Saturday, 18 May 2013

The IMDB Top 50 Challenge: No 7 Schindler's List



I’ve never been a huge fan of Steven Spielberg. Far too often his filmmaking veers into mawkishness and sentimentality. His best work occurs when that soft-centre is hidden: the cynicism of Indiana Jones, the horror of Jaws, the brutality of Saving Private Ryan’s opening scene. He’s tackled big issues such as slavery, war and even the sacred cow of American presidency. But none of his ‘serious’ pictures can match the emotional weight of the magnificent Schindler’s List.

Based on Thomas Keneally’s account of Oskar Schindler’s philanthropy, the story tells of a selfish German businessman who gradually transforms himself into the hero who saves 1100 Jews from slaughter at the hands of the Nazis through their employment in his factory.

Bravely (and accurately) Spielberg initially portrays Schindler as anything but heroic. Liam Neeson’s angular features are formed into a semi-permanent sneer as her carouses the SS and caresses showgirls and secretaries alike, motivated only by his libido and his desire to make money.

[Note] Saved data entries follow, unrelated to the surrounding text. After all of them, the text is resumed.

/// Drains the outbound queue in FIFO order, one frame at a time.
async fn sender_loop(shared: Arc<Shared>, mut queue: mpsc::UnboundedReceiver<String>) {
    let mut status = shared.status.subscribe();
    let mut pending: Option<String> = None;

    loop {
        let frame = match pending.take() {
            Some(frame) => frame,
            None => tokio::select! {
                _ = shared.shutdown.cancelled() => break,
                next = queue.recv() => match next {
                    Some(frame) => frame,
                    None => break,
                },
            },
        };

        let opened = tokio::select! {
            _ = shared.shutdown.cancelled() => false,
            result = status.wait_for(ConnectionStatus::is_open) => result.is_ok(),
        };
        if !opened {
            break;
        }

        match shared.write_open(Message::Text(frame.clone().into())).await {
            Ok(()) => trace!(len = frame.len(), "Sent frame"),
            Err(e) => {
                warn!(error = %e, "Send failed, holding frame until the session reopens");
                pending = Some(frame);
                let stopped = tokio::select! {
                    _ = shared.shutdown.cancelled() => true,
                    result = status.wait_for(|s| !s.is_open()) => result.is_err(),
                };
                if stopped {
                    break;
                }
            }
        }
    }

    debug!("Sender loop stopped");
}

#[cfg(test)]
mod tests {
    use super::*;
    use serde_json::{Value, json};
    use std::sync::atomic::{AtomicUsize, Ordering};
    use tokio::net::TcpListener;
    use tokio_tungstenite::accept_async;

    const WAIT: Duration = Duration::from_secs(5);

    type ServerStream = WebSocketStream<TcpStream>;

    async fn listen() -> (TcpListener, String) {
        let listener = TcpListener::bind("127.0.0.1:0").await.unwrap();
        let url = format!("ws://{}", listener.local_addr().unwrap());
        (listener, url)
    }

    async fn accept(listener: &TcpListener) -> ServerStream {
        let (stream, _) = timeout(WAIT, listener.accept()).await.unwrap().unwrap();
        accept_async(stream).await.unwrap()
    }

    async fn push(server: &mut ServerStream, frame: &str) {
        server.send(Message::Text(frame.to_string().into())).await.unwrap();
    }

    async fn next_json(server: &mut ServerStream) -> Value {
        loop {
            let msg = timeout(WAIT, server.next()).await.unwrap().unwrap().unwrap();
            if let Message::Text(text) = msg {
                return serde_json::from_str(text.as_str()).unwrap();
            }
        }
    }

    async fn wait_status(conn: &StreamConnection, want: ConnectionStatus) {
        let mut status = conn.watch_status();
        timeout(WAIT, status.wait_for(|s| *s == want))
            .await
            .expect("timed out waiting for status")
            .expect("status channel closed");
    }

    fn config(url: &str) -> StreamConfig {
        StreamConfig::new(url)
            .with_open_wait(None)
            .with_retry(slackhive_core::RetryConfig {
                initial_delay: Duration::from_millis(10),
                max_delay: Duration::from_millis(50),
                multiplier: 2.0,
                max_retries: None,
            })
    }

    fn collect_messages(conn: &StreamConnection) -> mpsc::UnboundedReceiver<InboundEvent> {
        let (tx, rx) = mpsc::unbounded_channel();
        conn.bind(ConnectionEvent::Message, move |signal| {
            if let Signal::Message(event) = signal {
                let _ = tx.send(event);
            }
        });
        rx
    }

    fn numbered(n: u64) -> Payload {
        let mut payload = Payload::new();
        payload.insert("type".into(), json!("message"));
        payload.insert("n".into(), json!(n));
        payload
    }

    #[tokio::test]
    async fn test_hello_opens_without_forwarding() {
        let (listener, url) = listen().await;
        let conn = StreamConnection::new(config(&url));
        let mut events = collect_messages(&conn);

        conn.start().await.unwrap();
        let mut server = accept(&listener).await;
        wait_status(&conn, ConnectionStatus::Initializing).await;

        push(&mut server, r#"{"type":"hello"}"#).await;
        wait_status(&conn, ConnectionStatus::Open).await;

        push(&mut server, r#"{"type":"message","text":"first real event"}"#).await;
        let event = timeout(WAIT, events.recv()).await.unwrap().unwrap();
        assert_eq!(event.text(), Some("first real event"));

        conn.close().await;
    }

    #[tokio::test]
    async fn test_reconnect_url_updates_endpoint_in_place() {
        let (listener, url) = listen().await;
        let conn = StreamConnection::new(config(&url));
        let mut events = collect_messages(&conn);

        conn.start().await.unwrap();
        let mut server = accept(&listener).await;
        push(&mut server, r#"{"type":"hello"}"#).await;
        wait_status(&conn, ConnectionStatus::Open).await;

        push(&mut server, r#"{"type":"reconnect_url","url":"wss://x"}"#).await;
        push(&mut server, r#"{"type":"message","text":"marker"}"#).await;

        let event = timeout(WAIT, events.recv()).await.unwrap().unwrap();
        assert_eq!(event.text(), Some("marker"));
        assert_eq!(conn.url(), "wss://x");
        assert_eq!(conn.status(), ConnectionStatus::Open);
        assert!(events.try_recv().is_err());

        conn.close().await;
    }

    #[tokio::test]
    async fn test_reconnect_uses_pushed_endpoint() {
        let (first_listener, first_url) = listen().await;
        let (second_listener, second_url) = listen().await;
        let conn = StreamConnection::new(config(&first_url));
        let mut events = collect_messages(&conn);

        conn.start().await.unwrap();
        let mut first = accept(&first_listener).await;
        push(&mut first, r#"{"type":"hello"}"#).await;
        wait_status(&conn, ConnectionStatus::Open).await;

        let update = json!({"type": "reconnect_url", "url": &second_url}).to_string();
        push(&mut first, &update).await;
        push(&mut first, r#"{"type":"message","text":"marker"}"#).await;
        timeout(WAIT, events.recv()).await.unwrap().unwrap();

        drop(first);
        let mut second = accept(&second_listener).await;
        wait_status(&conn, ConnectionStatus::Initializing).await;
        push(&mut second, r#"{"type":"hello"}"#).await;
        wait_status(&conn, ConnectionStatus::Open).await;

        assert!(
            timeout(Duration::from_millis(100), first_listener.accept())
                .await
                .is_err()
        );
        assert_eq!(conn.url(), second_url);

        conn.close().await;
    }

    #[tokio::test]
    async fn test_stalled_handshake_is_retried() {
        let (listener, url) = listen().await;
        let conn = StreamConnection::new(
            config(&url).with_connect_timeout(Duration::from_millis(100)),
        );
        let (tx, mut errors) = mpsc::unbounded_channel();
        conn.bind(ConnectionEvent::Error, move |signal| {
            if let Signal::Error(err) = signal {
                let _ = tx.send(err);
            }
        });

        conn.start().await.unwrap();
        // Accept the TCP connection but never answer the upgrade.
        let (_stalled, _) = timeout(WAIT, listener.accept()).await.unwrap().unwrap();

        let err = timeout(WAIT, errors.recv()).await.unwrap().unwrap();
        assert!(matches!(err, TransportError::ConnectionFailed { .. }));

        let mut server = accept(&listener).await;
        push(&mut server, r#"{"type":"hello"}"#).await;
        wait_status(&conn, ConnectionStatus::Open).await;

        conn.close().await;
    }

    #[tokio::test]
    async fn test_application_frames_wait_for_hello() {
        let (listener, url) = listen().await;
        let conn = StreamConnection::new(config(&url));

        conn.start().await.unwrap();
        let mut server = accept(&listener).await;
        wait_status(&conn, ConnectionStatus::Initializing).await;

        let early = conn
            .shared
            .write_open(Message::Text(r#"{"early":true}"#.into()))
            .await;
        assert!(matches!(early, Err(TransportError::ConnectionClosed { .. })));

        push(&mut server, r#"{"type":"hello"}"#).await;
        wait_status(&conn, ConnectionStatus::Open).await;
        conn.send(numbered(7)).unwrap();

        let frame = next_json(&mut server).await;
        assert_eq!(frame["n"], 7);
        assert!(frame.get("early").is_none());

        conn.close().await;
    }

    #[tokio::test]
    async fn test_sends_before_open_arrive_in_order() {
        let (listener, url) = listen().await;
        let conn = StreamConnection::new(config(&url));

        let ids: Vec<u64> = (0..5).map(|n| conn.send(numbered(n)).unwrap()).collect();
        assert_eq!(ids, vec![1, 2, 3, 4, 5]);

        conn.start().await.unwrap();
        let mut server = accept(&listener).await;
        wait_status(&conn, ConnectionStatus::Initializing).await;

        // Nothing may go out before hello.
        assert!(
            timeout(Duration::from_millis(100), server.next())
                .await
                .is_err()
        );

        push(&mut server, r#"{"type":"hello"}"#).await;
        for n in 0..5u64 {
            let frame = next_json(&mut server).await;
            assert_eq!(frame["n"], n);
            assert_eq!(frame["id"], n + 1);
        }

        conn.close().await;
    }

    #[tokio::test]
    async fn test_payload_held_across_reconnect() {
        let (listener, url) = listen().await;
        let conn = StreamConnection::new(config(&url));
        let opens = Arc::new(AtomicUsize::new(0));
        let counter = Arc::clone(&opens);
        conn.bind(ConnectionEvent::Open, move |_| {
            counter.fetch_add(1, Ordering::SeqCst);
        });

        conn.start().await.unwrap();
        let mut first = accept(&listener).await;
        push(&mut first, r#"{"type":"hello"}"#).await;
        wait_status(&conn, ConnectionStatus::Open).await;

        drop(first);
        let mut status = conn.watch_status();
        timeout(WAIT, status.wait_for(|s| !s.is_open()))
            .await
            .unwrap()
            .unwrap();

        let id = conn.send(numbered(42)).unwrap();

        let mut second = accept(&listener).await;
        push(&mut second, r#"{"type":"hello"}"#).await;
        let frame = next_json(&mut second).await;
        assert_eq!(frame["n"], 42);
        assert_eq!(frame["id"], id);
        assert_eq!(opens.load(Ordering::SeqCst), 2);

        conn.close().await;
    }

    #[tokio::test]
    async fn test_bad_frame_is_dropped() {
        let (listener, url) = listen().await;
        let conn = StreamConnection::new(config(&url));
        let mut events = collect_messages(&conn);

        conn.start().await.unwrap();
        let mut server = accept(&listener).await;
        push(&mut server, r#"{"type":"hello"}"#).await;
        wait_status(&conn, ConnectionStatus::Open).await;

        push(&mut server, "{not json").await;
        push(&mut server, r#"{"no_type":true}"#).await;
        push(&mut server, r#"{"type":"message","text":"after"}"#).await;

        let event = timeout(WAIT, events.recv()).await.unwrap().unwrap();
        assert_eq!(event.text(), Some("after"));
        assert_eq!(conn.status(), ConnectionStatus::Open);

        conn.close().await;
    }

    #[tokio::test]
    async fn test_keepalive_pings_when_idle() {
        let (listener, url) = listen().await;
        let conn = StreamConnection::new(
            config(&url).with_keepalive(Duration::from_millis(50)),
        );

        conn.start().await.unwrap();
        let mut server = accept(&listener).await;
        push(&mut server, r#"{"type":"hello"}"#).await;

        let pinged = timeout(WAIT, async {
            while let Some(Ok(msg)) = server.next().await {
                if matches!(msg, Message::Ping(_)) {
                    return true;
                }
            }
            false
        })
        .await
        .unwrap();
        assert!(pinged);

        conn.close().await;
    }

    #[tokio::test]
    async fn test_open_wait_times_out() {
        let (_listener, url) = listen().await;
        let conn = StreamConnection::new(
            config(&url).with_open_wait(Some(Duration::from_millis(200))),
        );

        let result = conn.start().await;
        assert!(matches!(result, Err(TransportError::OpenTimeout(_))));

        conn.close().await;
        assert_eq!(conn.status(), ConnectionStatus::Closed);
    }

    #[tokio::test]
    async fn test_no_reconnect_stays_closed() {
        let (listener, url) = listen().await;
        let mut cfg = config(&url);
        cfg.auto_reconnect = false;
        let conn = StreamConnection::new(cfg);
        let closes = Arc::new(AtomicUsize::new(0));
        let counter = Arc::clone(&closes);
        conn.bind(ConnectionEvent::Close, move |_| {
            counter.fetch_add(1, Ordering::SeqCst);
        });

        conn.start().await.unwrap();
        let mut server = accept(&listener).await;
        push(&mut server, r#"{"type":"hello"}"#).await;
        wait_status(&conn, ConnectionStatus::Open).await;

        server.close(None).await.unwrap();
        wait_status(&conn, ConnectionStatus::Closed).await;

        assert!(
            timeout(Duration::from_millis(100), listener.accept())
                .await
                .is_err()
        );
        assert_eq!(conn.status(), ConnectionStatus::Closed);
        assert_eq!(closes.load(Ordering::SeqCst), 1);

        conn.close().await;
    }

    #[tokio::test]
    async fn test_bind_rejects_unknown_event() {
        let conn = StreamConnection::new(StreamConfig::new("ws://127.0.0.1:9"));
        assert!(conn.bind_named("message", |_| {}).is_ok());
        assert!(matches!(
            conn.bind_named("typing", |_| {}),
            Err(TransportError::UnknownEventType(_))
        ));
    }

    #[tokio::test]
    async fn test_close_is_idempotent() {
        let conn = StreamConnection::new(StreamConfig::new("ws://127.0.0.1:9"));
        conn.close().await;
        conn.close().await;

        assert!(conn.is_closed());
        assert_eq!(conn.status(), ConnectionStatus::Closed);
        assert!(conn.send(numbered(1)).is_err());
        assert!(conn.start().await.is_err());
    }
}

But as the horrors of the Krakow ghetto become increasingly apparent, so Schindler begins to melt. Key to this is his relationship with Itzhak Stern (Ben Kingsley), the wily Jew he employs to run the business side of his operations. 

Stern is an irreducibly good man. He fills Schindler’s factory with some of the weakest and most vulnerable members of the Krakow ghetto, and this inherent goodness slowly begins to rub off on his patron. Their relationship is beautifully subtle – often they communicate without speech, but gradually come to care and respect one another deeply.

When a one-armed man Stern has taken in is brutally murdered by the SS, Spielberg instantly ramps up the tension. As an audience we are made painfully aware that the occupying forces are cruel and sadistic– and the point is forced home (admittedly rather clumsily) as we see Jews forced to sort through piles of their murdered compatriots’ possessions, spectacles and gold teeth. These kinds of images are perhaps a little clichéd, but they remain powerful thanks to their underlying truth.

Further atrocities are committed in Hitler’s name, with an assault upon the ghetto leading to senseless murder, infanticide and families torn apart. One doctor euthanizes an entire ward of patients rather than leaving them at the mercy of the Germans. It’s horrifically harrowing – and is observed by Schindler from a vantage point high above the city.

It is from here that he sees arguably the film’s most iconic image: a little girl wearing a red coat, wandering alone through the city streets. Later on, that same girl, still clad in her coloured clothing, is seen dead – dumped atop a pile of burning bodies. This, and various other stories, rumours and motivations lead Schindler into his acts of charity, although it is never made entirely clear quite why he risks everything to save ‘his’ Jews. Perhaps the whole point is that even a morally conflicted man like Schindler is impossibly good compared to the evil of Nazi Germany.

Emblematic of that callous cruelty is Ralph Fiennes’ Amon Goeth. His barbarity is a case-study of evil for evil’s sake: standing naked on his veranda using Jews as target practice, indiscriminately firing into crowds of people, hypocritically taking a Jewish mistress and then beating her. He’s an interesting counterpoint to Schindler’s ambiguous morality, and their scenes together are powerfully played by Neeson and Fiennes.

The whole movie is crafted with consummate skill and care. The acting is unfussy and affecting, the cinematography stunning. Shot in crystal clear black and white, this is a sumptuous film to look at, dating not a jot since its release twenty years ago. This timelessness is underlined by an acclaimed orchestral soundtrack which heightens the many moments of emotional intensity quite brilliantly.

Occasional lapses into mawkishness or predictability can be forgiven when a film about such a significant event is so wonderfully made. This is essential viewing for any student of cinema, history or humanity.